Même s'il est temporaire, ce point de vente n'en constitue pas moins un défi. "Des contraintes s'ajoutent à celles du commerce principal. Par exemple, s'installer dans une galerie signifie tenir des horaires plus longs (10:00-20:00, NDLR). Il faut prévoir deux vendeuses durant deux shifts (périodes), ce qui fait quatre personnes. Cela va sans doute impacter la rentabilité. On verra. On tirera le bilan à la fin de l'expérience…"

Animation d'un shopping center
(Pop Up Star, Anderlecht)

Au Westland à Anderlecht, AG Real Estate tente un concept nouveau basé sur les pop-up stores et les animations.
© AG Real Estate

Les complexes commerciaux ont compris l'intérêt des magasins éphémères dans un contexte où eux aussi sont amenés à se réinventer. "Les pop-up stores sont un moyen de continuer à attirer nos clients et d'en séduire de nouveaux, affirme Sam Perneel, head of asset management retail chez AG Real Estate, le gestionnaire de huit centres commerciaux dont City 2 à Bruxelles ou le Westland à Anderlecht. En procurant de la nouveauté, ils contribuent à améliorer notre attractivité."

Certes, leur nombre reste minoritaire. À City 2, ils ne représentent ainsi que deux ou trois emplacements sur une centaine. Mais les candidats pour les occuper ne manquent pas. Surtout, ces pop-up stores collent parfaitement avec la politique des shopping centers de miser désormais sur l'animation.

Un exemple ? À l'intérieur du Westland actuellement en rénovation, un tout nouvel espace, inédit en Belgique, a été ouvert le 8 novembre : le Pop Up Star. "D'une surface de 1.000 m², il mêle magasins éphémères, corners (échoppes dédiées), consoles de gaming, zones de dégustation, espaces de rencontre avec des influenceurs ou des DJ, etc., explique Valérie Couchant, marketing manager du Westland. Chaque pop-up assure des activités, des événements. L'objectif est de créer de l'émotion, de faire en sorte que les visiteurs fassent plus que du shopping."

L'avis UCM

UCM estime que le commerce doit se réinventer. Ce secteur est soumis à une forte concurrence en raison des périodes de réductions qui s'enchaînent en dehors des soldes, de l'offre en ligne ou encore des prix concurrentiels pratiqués toute l'année par les grandes enseignes. Si le commerce indépendant veut survivre, il doit se différencier. Et donc innover. Les pop-up stores permettent de présenter la marchandise autrement, de répartir une surface entre plusieurs commerçants indépendants, de proposer une réelle expérience au client qui, en un même lieu, découvre un éventail d'articles allant des vêtements à la déco, mais qui peut aussi "se poser" en s'offrant un café…

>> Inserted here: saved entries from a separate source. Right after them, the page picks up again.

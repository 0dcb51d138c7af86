//! Reef Rush - A five-lane ocean runner
//!
//! Core modules:
//! - `sim`: Deterministic simulation (lanes, collisions, game state)
//! - `highscores`: Session-scoped best score / best distance tracking
//!
//! Rendering, audio and input polling belong to the host: it feeds a
//! [`sim::TickInput`] into [`sim::tick`] once per frame, then reads the
//! [`sim::GameState`] snapshot (and drains its events) to draw and play
//! sounds. Nothing outside `sim` mutates game state.

pub mod highscores;
pub mod sim;

pub use highscores::SessionBests;
pub use sim::{GameState, Screen, TickInput, tick};

/// Game configuration constants
pub mod consts {
    /// Target fixed timestep (frames per second)
    pub const FRAME_RATE: u32 = 60;

    /// Logical screen dimensions (the lane grid is defined in this space)
    pub const SCREEN_WIDTH: f32 = 1280.0;
    pub const SCREEN_HEIGHT: f32 = 720.0;

    /// Lane grid: five horizontal bands
    pub const LANE_COUNT: u8 = 5;
    pub const LANE_HEIGHT: f32 = 120.0;
    /// Top of lane 0, measured from the top of the screen
    pub const LANE_TOP: f32 = 90.0;
    /// Sprites are drawn 14px larger than their hitbox on every side
    pub const HITBOX_INSET: f32 = 14.0;
    /// Hitbox edge length for the player and every enemy
    pub const BODY_SIZE: f32 = 100.0;

    /// Player swims at a fixed x
    pub const PLAYER_X: f32 = 30.0 + HITBOX_INSET;
    /// Lane the player starts (and restarts) in
    pub const PLAYER_START_LANE: u8 = 1;

    /// Enemy pool capacity
    pub const ENEMY_POOL_SIZE: usize = 10;
    /// One pool slot is activated every this many Gameplay frames
    pub const SPAWN_INTERVAL_FRAMES: u32 = 40;
    /// No new activations once the run distance reaches this
    pub const SPAWN_DISTANCE_CUTOFF: f32 = 1105.0;
    /// Enemies are recycled once their hitbox left edge passes this x
    pub const ENEMY_DESPAWN_X: f32 = -128.0;
    /// Lane re-draws allowed before falling back deterministically
    pub const LANE_RETRY_CAP: u32 = 10;

    /// Enemy speed: starting value and the floor it relaxes back to
    pub const BASE_SPEED: f32 = 10.0;
    /// Speed gained per frame while frenzy is off
    pub const SPEED_RAMP: f32 = 0.005;
    /// Speed shed when frenzy ends (clamped at BASE_SPEED)
    pub const SPEED_RELAX: f32 = 2.0;
    /// The reef slides in at a fixed speed, independent of enemy speed
    pub const REEF_SPEED: f32 = 10.0;

    /// Food meter bound; reaching it triggers frenzy
    pub const FOOD_MAX: u16 = 400;
    /// Food for eating a hostile while in frenzy
    pub const FOOD_PER_HOSTILE: u16 = 15;
    /// Food for a fish outside frenzy
    pub const FOOD_PER_FISH: u16 = 80;
    /// Food for a fish while already in frenzy
    pub const FOOD_PER_FISH_FRENZY: u16 = 25;
    /// Score for any fish
    pub const FISH_SCORE: u32 = 10;

    /// Distance gained per Gameplay frame
    pub const DISTANCE_PER_FRAME: f32 = 0.5;
    /// Run length; distance freezes here and the reef activates
    pub const DISTANCE_MAX: f32 = 1109.0;
}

C'est également l'opportunité de tester un concept sur une période définie. Pour un commerçant qui se lance, il est essentiel de valider son business model avant de faire face à des commandes importantes ou de s'engager pour plusieurs années à assumer le loyer d'une surface commerciale.

Quant aux villes et communes, les pop-up stores sont pour elles un moyen de redynamiser une artère commerciale, un quartier. Via ce dispositif éphémère et original, il est possible d'attirer de nouveaux clients et de donner une touche particulière à un périmètre qui souffre du syndrome des cellules vides.

Bref, les pop-up stores répondent à une nouvelle manière de consommer et à une nouvelle manière de vendre. L'expérience est bénéfique aux commerçants indépendants désireux de mettre en avant la connaissance de leurs clients, de leurs produits et les services de conseil qui en découlent.